Expert Rating 3.3

Anthony Oliko

Project Owner

Building a MeTTa Corpus for NL-to-Code LLMs

Expert Rating

3.3

Type SingularityNET RFP
Funding Request $30,000 USD
RFP Guidelines Create corpus for NL-to-MeTTa LLM

Overview

This proposal aims to create a high-quality MeTTa corpus designed to train or fine-tune a natural language-to-MeTTa language model (LLM). The corpus will feature up to 10,000 diverse instruction-code pairs, serving as a foundation for building an AI-powered coding assistant. Along with the corpus, we’ll deliver all necessary scripts and clear documentation to ensure transparency and reproducibility. This project is set to make MeTTa more accessible, simplify its learning curve, and contribute to AGI research within the Hyperon framework. Our team is made up of passionate members from the SingularityNET community, all deeply interested in the OpenCog Hyperon framework and its potential.

RFP Guidelines

Create corpus for NL-to-MeTTa LLM

Complete & Awarded

Type SingularityNET RFP
Total RFP Funding $70,000 USD
Proposals 10
Awarded Projects 1

SingularityNET

Aug. 13, 2024

Develop a MeTTa language corpus to enable the training or fine-tuning of an LLM and/or LoRAs aimed at supporting developers by providing a natural language coding assistant for the MeTTa language.

Proposal Description

Company Name (if applicable)

Trenches AI

Project details

This project aims to create a high-quality MeTTa corpus that can be used to train or fine-tune a natural language-to-MeTTa language model (LLM). The ultimate goal is to develop an AI-powered coding assistant that helps users generate accurate and functional MeTTa code with ease.

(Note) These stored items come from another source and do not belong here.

//! Instruction operand types.
//!
//! The important subtlety here is the scaled immediate: many encodings
//! store an immediate field that the hardware implicitly shifts left
//! before use. A constant extender in the same packet replaces the
//! immediate with an exact 32-bit value and suppresses that shift, so
//! the descriptor keeps the raw field, the scale, and the extension
//! separate and only combines them on demand.

use crate::Register;

/// Number of low-order bits the extended instruction contributes to an
/// extended immediate. The constant extender supplies the rest.
pub const EXTENDED_LOW_BITS: u32 = 6;

/// Mask covering the low-order bits kept from the target's own field.
pub const EXTENDED_LOW_MASK: u32 = (1 << EXTENDED_LOW_BITS) - 1;

/// An instruction operand.
#[derive(Debug, Clone, PartialEq, Eq)]
#[cfg_attr(feature = "serde", derive(serde::Serialize, serde::Deserialize))]
pub enum Operand {
    /// Register operand.
    Register(Register),
    /// Immediate value, possibly scaled and possibly extended.
    Immediate(Immediate),
    /// PC-relative address (branches/calls with a resolved target).
    PcRelative {
        /// Offset from the packet PC.
        offset: i64,
        /// Resolved target address.
        target: u64,
    },
}

impl Operand {
    /// Creates a register operand.
    pub fn reg(reg: Register) -> Self {
        Self::Register(reg)
    }

    /// Creates an unscaled immediate operand.
    pub fn imm(raw: i64, bits: u8) -> Self {
        Self::Immediate(Immediate::new(raw, bits))
    }

    /// Creates a scaled immediate operand.
    pub fn scaled_imm(raw: i64, bits: u8, scale: u8) -> Self {
        Self::Immediate(Immediate::new(raw, bits).with_scale(scale))
    }

    /// Creates a PC-relative operand.
    pub fn pc_rel(offset: i64, target: u64) -> Self {
        Self::PcRelative { offset, target }
    }

    /// Returns the immediate descriptor, if this is an immediate operand.
    pub fn as_immediate(&self) -> Option<&Immediate> {
        match self {
            Self::Immediate(imm) => Some(imm),
            _ => None,
        }
    }

    /// Mutable access to the immediate descriptor.
    pub fn as_immediate_mut(&mut self) -> Option<&mut Immediate> {
        match self {
            Self::Immediate(imm) => Some(imm),
            _ => None,
        }
    }
}

/// A scaled-immediate descriptor.
#[derive(Debug, Clone, Copy, PartialEq, Eq)]
#[cfg_attr(feature = "serde", derive(serde::Serialize, serde::Deserialize))]
pub struct Immediate {
    /// The encoded field value, sign-extended, before scaling.
    pub raw: i64,
    /// Width of the encoded field in bits.
    pub bits: u8,
    /// Implicit left shift applied when the immediate is not extended.
    pub scale: u8,
    /// Whether the field is signed.
    pub signed: bool,
    /// Full 32-bit value installed by a constant extender, if any.
    pub extension: Option<u32>,
}

impl Immediate {
    /// Creates a signed, unscaled immediate.
    pub fn new(raw: i64, bits: u8) -> Self {
        Self {
            raw,
            bits,
            scale: 0,
            signed: true,
            extension: None,
        }
    }

    /// Sets the implicit scale.
    pub fn with_scale(mut self, scale: u8) -> Self {
        self.scale = scale;
        self
    }

    /// Marks the field as unsigned.
    pub fn unsigned(mut self) -> Self {
        self.signed = false;
        self
    }

    /// Installs a constant extension.
    ///
    /// The resulting value is the extender's bits with the low
    /// [`EXTENDED_LOW_BITS`] replaced by this field's own low bits.
    /// The implicit scale no longer applies: extension supplies the
    /// exact bit pattern.
    pub fn extend(&mut self, extender_value: u32) {
        let low = (self.raw as u32) & EXTENDED_LOW_MASK;
        self.extension = Some((extender_value & !EXTENDED_LOW_MASK) | low);
    }

    /// Returns true if a constant extension has been applied.
    pub fn is_extended(&self) -> bool {
        self.extension.is_some()
    }

    /// The effective operand value.
    ///
    /// Unextended immediates apply the implicit scale; extended ones
    /// are the literal 32-bit extension result.
    pub fn value(&self) -> i64 {
        match self.extension {
            Some(full) => full as i32 as i64,
            None => self.raw << self.scale,
        }
    }
}

impl std::fmt::Display for Operand {
    fn fmt(&self, f: &mut std::fmt::Formatter<'_>) -> std::fmt::Result {
        match self {
            Self::Register(reg) => write!(f, "{}", reg),
            Self::Immediate(imm) => {
                let value = imm.value();
                if value < 0 {
                    write!(f, "#-{:#x}", -value)
                } else {
                    write!(f, "#{:#x}", value)
                }
            }
            Self::PcRelative { target, .. } => write!(f, "{:#x}", target),
        }
    }
}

MeTTa is a unique, multi-paradigm language specifically designed for declarative and functional computations over knowledge metagraphs. Its innovative approach is tailored for building Artificial General Intelligence (AGI) applications. However, because MeTTa is still new and complex, it can present a steep learning curve for developers, especially those just starting out. This project aims to bridge that gap by making it easier for people to learn and use MeTTa through the help of an intelligent, AI-driven coding assistant.

Objectives:

Build a Comprehensive Corpus:
- We’ll collect and convert existing MeTTa resources, including documentation, tutorials, and community contributions, into a standardized format.
- Where gaps exist, we’ll create new examples to ensure we cover all key features and use cases of MeTTa.
- The final corpus will contain up to 10,000 diverse instruction-output pairs to provide comprehensive and practical examples for the assistant.
Ensure Quality and Usability:
- Every piece of data in the corpus will be carefully validated to ensure it’s accurate, diverse, and follows MeTTa best practices.
- We’ll also develop scripts and processes that others can use to replicate or expand the corpus in the future.
Support Open Collaboration:
- Detailed, easy-to-follow documentation will accompany the corpus to ensure anyone can understand how it was created and how it can be used.
- All code, data, and resources will be shared as open-source contributions, empowering the broader community to build on this work.

Impact:

This project is about more than just data—it’s about making MeTTa accessible to everyone. By creating an AI coding assistant powered by this corpus, we’re helping developers spend less time struggling with syntax and more time solving meaningful problems. This work will lower the barrier to entry for MeTTa, encouraging adoption and innovation within the Hyperon AGI framework.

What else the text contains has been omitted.